Work request: Read the listing below. Then repeat it exactly.
=== Begin Enclosure ===
use anyhow::{Context, Result};
use std::{
    fs::File,
    io::{BufWriter, Write},
    path::{Path, PathBuf},
};

use crate::domain::window::TrainingItem;

/// Writes emitted items as JSON Lines, one item per line.
pub struct WindowWriter {
    path:    PathBuf,
    out:     BufWriter<File>,
    written: u64,
}

impl WindowWriter {
    pub fn create(path: impl AsRef<Path>) -> Result<Self> {
        let path = path.as_ref().to_path_buf();
        let file = File::create(&path)
            .with_context(|| format!("Cannot create '{}'", path.display()))?;
        Ok(Self { path, out: BufWriter::new(file), written: 0 })
    }

    pub fn write(&mut self, item: &TrainingItem) -> Result<()> {
        serde_json::to_writer(&mut self.out, item)?;
        self.out.write_all(b"\n")?;
        self.written += 1;
        Ok(())
    }

    /// Flush buffered lines to disk.
    pub fn finish(mut self) -> Result<u64> {
        self.out
            .flush()
            .with_context(|| format!("Cannot flush '{}'", self.path.display()))?;
        tracing::info!("Wrote {} items to '{}'", self.written, self.path.display());
        Ok(self.written)
    }
}

#[cfg(test)]
mod tests {
    use super::*;
    use crate::domain::window::{NonPackedItem, PackedWindow};

    #[test]
    fn test_one_line_per_item() {
        let dir = tempfile::tempdir().unwrap();
        let path = dir.path().join("items.jsonl");

        let mut writer = WindowWriter::create(&path).unwrap();
        writer
            .write(&TrainingItem::Packed(PackedWindow {
                input_ids:      vec![1, 2],
                label_mask:     vec![0, 1],
                position_ids:   vec![0, 1],
                sample_lengths: vec![2],
            }))
            .unwrap();
        writer
            .write(&TrainingItem::NonPacked(NonPackedItem {
                input_ids:  vec![3],
                input_mask: vec![1],
                label_mask: vec![1],
            }))
            .unwrap();
        assert_eq!(writer.finish().unwrap(), 2);

        let text = std::fs::read_to_string(&path).unwrap();
        let items: Vec<TrainingItem> = text
            .lines()
            .map(|l| serde_json::from_str(l).unwrap())
            .collect();
        assert_eq!(items.len(), 2);
        assert!(items[0].as_packed().is_some());
        assert!(items[1].as_non_packed().is_some());
    }
}
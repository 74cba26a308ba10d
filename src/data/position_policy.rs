// ============================================================
// Layer 4 — Position Policy
// ============================================================
// Derives position ids for a packed window from the lengths
// of the samples inside it.
//
//   ResetAtBoundary — restart at 0 for every sample:
//                     lengths [3, 2] → [0, 1, 2, 0, 1]
//   Continuous      — one running count across the window:
//                     lengths [3, 2] → [0, 1, 2, 3, 4]
//
// Resetting positions stops one sample's positional embedding
// from depending on what was packed before it. It does NOT
// stop tokens from attending across samples; a consumer that
// needs that must mask attention using the sample lengths.

use serde::{Deserialize, Serialize};

#[derive(Debug, Clone, Copy, PartialEq, Eq, Serialize, Deserialize)]
#[serde(rename_all = "snake_case")]
pub enum PositionPolicy {
    ResetAtBoundary,
    Continuous,
}

impl PositionPolicy {
    /// Picks the variant from the `remove_cross_attention` switch.
    pub fn from_flag(remove_cross_attention: bool) -> Self {
        if remove_cross_attention {
            Self::ResetAtBoundary
        } else {
            Self::Continuous
        }
    }

    /// The output always covers exactly `sum(sample_lengths)`
    /// positions.
    pub fn apply(self, sample_lengths: &[usize]) -> Vec<u32> {
        let total: usize = sample_lengths.iter().sum();
        let mut ids = Vec::with_capacity(total);

        match self {
            Self::ResetAtBoundary => {
                for &len in sample_lengths {
                    ids.extend((0..len).map(|p| p as u32));
                }
            }
            Self::Continuous => ids.extend((0..total).map(|p| p as u32)),
        }
        ids
    }
}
=== End Enclosure ===
Answer area:
use anyhow::{Context, Result};
use std::{
    fs::File,
    io::{BufWriter, Write},
    path::{Path, PathBuf},
};

use crate::domain::window::TrainingItem;

/// Writes emitted items as JSON Lines, one item per line.
pub struct WindowWriter {
    path:    PathBuf,
    out:     BufWriter<File>,
    written: u64,
}

impl WindowWriter {
    pub fn create(path: impl AsRef<Path>) -> Result<Self> {
        let path = path.as_ref().to_path_buf();
        let file = File::create(&path)
            .with_context(|| format!("Cannot create '{}'", path.display()))?;
        Ok(Self { path, out: BufWriter::new(file), written: 0 })
    }

    pub fn write(&mut self, item: &TrainingItem) -> Result<()> {
        serde_json::to_writer(&mut self.out, item)?;
        self.out.write_all(b"\n")?;
        self.written += 1;
        Ok(())
    }

    /// Flush buffered lines to disk.
    pub fn finish(mut self) -> Result<u64> {
        self.out
            .flush()
            .with_context(|| format!("Cannot flush '{}'", self.path.display()))?;
        tracing::info!("Wrote {} items to '{}'", self.written, self.path.display());
        Ok(self.written)
    }
}

#[cfg(test)]
mod tests {
    use super::*;
    use crate::domain::window::{NonPackedItem, PackedWindow};

    #[test]
    fn test_one_line_per_item() {
        let dir = tempfile::tempdir().unwrap();
        let path = dir.path().join("items.jsonl");

        let mut writer = WindowWriter::create(&path).unwrap();
        writer
            .write(&TrainingItem::Packed(PackedWindow {
                input_ids:      vec![1, 2],
                label_mask:     vec![0, 1],
                position_ids:   vec![0, 1],
                sample_lengths: vec![2],
            }))
            .unwrap();
        writer
            .write(&TrainingItem::NonPacked(NonPackedItem {
                input_ids:  vec![3],
                input_mask: vec![1],
                label_mask: vec![1],
            }))
            .unwrap();
        assert_eq!(writer.finish().unwrap(), 2);

        let text = std::fs::read_to_string(&path).unwrap();
        let items: Vec<TrainingItem> = text
            .lines()
            .map(|l| serde_json::from_str(l).unwrap())
            .collect();
        assert_eq!(items.len(), 2);
        assert!(items[0].as_packed().is_some());
        assert!(items[1].as_non_packed().is_some());
    }
}
repository 74cba26a308ba10d
filename src/data/position_policy.rs
// ============================================================
// Layer 4 — Position Policy
// ============================================================
// Derives position ids for a packed window from the lengths
// of the samples inside it.
//
//   ResetAtBoundary — restart at 0 for every sample:
//                     lengths [3, 2] → [0, 1, 2, 0, 1]
//   Continuous      — one running count across the window:
//                     lengths [3, 2] → [0, 1, 2, 3, 4]
//
// Resetting positions stops one sample's positional embedding
// from depending on what was packed before it. It does NOT
// stop tokens from attending across samples; a consumer that
// needs that must mask attention using the sample lengths.

use serde::{Deserialize, Serialize};

#[derive(Debug, Clone, Copy, PartialEq, Eq, Serialize, Deserialize)]
#[serde(rename_all = "snake_case")]
pub enum PositionPolicy {
    ResetAtBoundary,
    Continuous,
}

impl PositionPolicy {
    /// Picks the variant from the `remove_cross_attention` switch.
    pub fn from_flag(remove_cross_attention: bool) -> Self {
        if remove_cross_attention {
            Self::ResetAtBoundary
        } else {
            Self::Continuous
        }
    }

    /// The output always covers exactly `sum(sample_lengths)`
    /// positions.
    pub fn apply(self, sample_lengths: &[usize]) -> Vec<u32> {
        let total: usize = sample_lengths.iter().sum();
        let mut ids = Vec::with_capacity(total);

        match self {
            Self::ResetAtBoundary => {
                for &len in sample_lengths {
                    ids.extend((0..len).map(|p| p as u32));
                }
            }
            Self::Continuous => ids.extend((0..total).map(|p| p as u32)),
        }
        ids
    }
}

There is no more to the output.